Now there’s a lot I’d be willing to give up for a job. I’d happily move to another continent for the right programme, and in fact I plan on applying to jobs in both Europe and Oceania this year. But I will under no circumstances beg for a job from an organization that would seek to deny me even basic human rights, and I would hope that any allies would feel the same way. Such a place simply doesn’t deserve to have its reputation enhanced by our hard work and scholarly contributions, no matter how well-funded or or state-of-the-art or otherwise attractive it may be.

The thing I found most disturbing, though, was the fact that other queer people in my field were not only considering applying to the job, but were actually encouraged by their advisors to apply.

This is not acceptable. Advisors have a moral duty to ensure that their career advice takes into account students’ needs beyond the bare minimum of employment in the field, and they should think carefully about what it means to encourage any young scholars to apply to schools like BYU that are clearly discriminatory in one way or another. Schools like BYU might even start to get the message if they start finding it difficult to attract the kind of talent they need to maintain their reputations.

But this is not a message that queer scholars can send alone. Everyone who cares about employment equality needs to stand up and say: “No, I refuse to lend my professional credibility to a school that openly discriminates against minorities and protected classes.”

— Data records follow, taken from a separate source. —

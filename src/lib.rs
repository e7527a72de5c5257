//! # RawExport - Non-Blocking Raw Image Export
//!
//! RawExport streams a regular file (typically a raw disk or container
//! image) to a caller-supplied output descriptor without ever stalling the
//! calling task, even when the consumer drains the descriptor slowly.
//!
//! ## Features
//!
//! - **Copy-on-Write Fast Path**: whole-file reflink when source and output
//!   share a CoW filesystem - the export completes in one syscall
//! - **Zero-Copy Fast Path**: kernel `sendfile` in 16 KiB chunks, no
//!   userspace buffering
//! - **Streaming Compression**: gzip, zstd, or LZ4 on the fly
//! - **Snapshot Isolation**: best-effort reflink snapshot so concurrent
//!   writers do not tear the exported image
//! - **Cooperative I/O**: driven by tokio writability notifications; "would
//!   block" suspends the export instead of spinning or failing
//! - **Rate-Limited Progress**: percent-complete over a watch channel plus a
//!   log line, at most once per 100 ms
//!
//! ## Quick Start
//!
//! ```no_run
//! use rawexport::compress::Compression;
//! use rawexport::export::RawExport;
//! use std::fs::File;
//! use std::os::unix::io::AsFd;
//!
//! # async fn example() -> rawexport::error::Result<()> {
//! let output = File::create("/backup/image.raw")?;
//! let mut export = RawExport::start("/images/vm.raw", output.as_fd(), Compression::Uncompressed)?;
//!
//! let mut progress = export.progress_updates();
//! let summary = export.run().await?;
//! println!("exported {} bytes, now at {}%", summary.bytes_read, *progress.borrow());
//! # Ok(())
//! # }
//! ```

#![warn(missing_docs)]
#![warn(clippy::all)]

pub mod compress;
pub mod config;
pub mod error;
pub mod export;
pub mod fs;
pub mod progress;

// Re-export commonly used types
pub use compress::Compression;
pub use error::{ExportError, Result};
pub use export::{ExportSummary, RawExport};
pub use progress::ProgressReporter;

/// Library version
pub const VERSION: &str = env!("CARGO_PKG_VERSION");

/// Prelude module for convenient imports
pub mod prelude {
    //! Convenient re-exports for common usage
    //!
    //! ```no_run
    //! use rawexport::prelude::*;
    //! ```

    pub use crate::compress::{Compression, Compressor};
    pub use crate::error::{ExportError, IoResultExt, Result};
    pub use crate::export::{ExportSummary, RawExport, Step};
    pub use crate::progress::ProgressReporter;
}
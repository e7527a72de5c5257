//! The export engine
//!
//! Streams a regular file to a caller-supplied output descriptor without
//! blocking the owning task, trying the reflink and sendfile fast paths
//! before the generic read/compress/write loop.

mod engine;

pub use engine::{ExportSummary, RawExport, Step};
//! CLI configuration for rawexport
//!
//! Defines the command-line arguments for the export binary.

use crate::compress::Compression;
use clap::builder::PossibleValuesParser;
use clap::Parser;
use std::path::PathBuf;

/// RawExport - stream a raw image to a descriptor with fast-path copies
#[derive(Parser, Debug, Clone)]
#[command(name = "rawexport")]
#[command(version = env!("CARGO_PKG_VERSION"))]
#[command(about = "Export a raw image file, optionally compressed")]
#[command(long_about = r#"
Exports a regular file (typically a raw disk or container image) to a file
or to stdout without blocking on a slow consumer.

Uncompressed exports use filesystem fast paths where available: a whole-file
copy-on-write reflink, then kernel sendfile, then a buffered copy. A
best-effort reflink snapshot decouples the export from concurrent writers.

Examples:
  rawexport image.raw                         # stream to stdout
  rawexport image.raw backup.raw              # copy to a file (reflinked when possible)
  rawexport image.raw image.raw.zst -c zstd   # compressed export
  rawexport image.raw - -c gzip | ssh host 'cat > image.raw.gz'
"#)]
pub struct CliArgs {
    /// Source image file to export
    #[arg(value_name = "SOURCE")]
    pub source: PathBuf,

    /// Output file, or "-" for stdout
    #[arg(value_name = "OUTPUT", default_value = "-")]
    pub output: String,

    /// Compression kind
    #[arg(
        short = 'c',
        long = "compress",
        default_value = "none",
        value_name = "KIND",
        value_parser = PossibleValuesParser::new(Compression::ALL.map(|k| k.name()))
    )]
    pub compress: String,

    /// Suppress the final summary
    #[arg(short, long)]
    pub quiet: bool,
}

#[cfg(test)]
mod tests {
    use super::*;

    #[test]
    fn test_defaults() {
        let args = CliArgs::parse_from(["rawexport", "image.raw"]);
        assert_eq!(args.source, PathBuf::from("image.raw"));
        assert_eq!(args.output, "-");
        assert_eq!(args.compress, "none");
        assert!(!args.quiet);
    }

    #[test]
    fn test_compress_flag() {
        let args = CliArgs::parse_from(["rawexport", "image.raw", "out.zst", "-c", "zstd"]);
        assert_eq!(args.output, "out.zst");
        assert_eq!(args.compress, "zstd");
    }

    #[test]
    fn test_unknown_compression_kind_is_rejected() {
        let result = CliArgs::try_parse_from(["rawexport", "image.raw", "-c", "xz"]);
        assert!(result.is_err());
    }

    #[test]
    fn test_every_advertised_kind_parses() {
        for kind in Compression::ALL {
            let args =
                CliArgs::parse_from(["rawexport", "image.raw", "-c", kind.name()]);
            assert_eq!(args.compress.parse::<Compression>().unwrap(), kind);
        }
    }
}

And if that means another year on the market, so be it.

 

Featured image: Jaren Wilkey

2 Comments

  1. The “conventional wisdom” that I received and followed when I was on the job market (late 90s, and then again 2002-2005 every year) was to apply to all places that you’d be willing to try to be at. That is, don’t just apply for the ones you want, apply also for the ones you think you’d be willing to tolerate (both in terms of position, duties, expectations, and of course location). I’d say you are right on the money on this one. (On one of my rounds, Kansas had just gone down the creationism rabbit hole for the nth time, so I decided to not apply to any Kansas school; but I certainly applied to lots of places that I would probably not have liked, e.g., Pocatello, Idaho, but might have been willing to tolerate).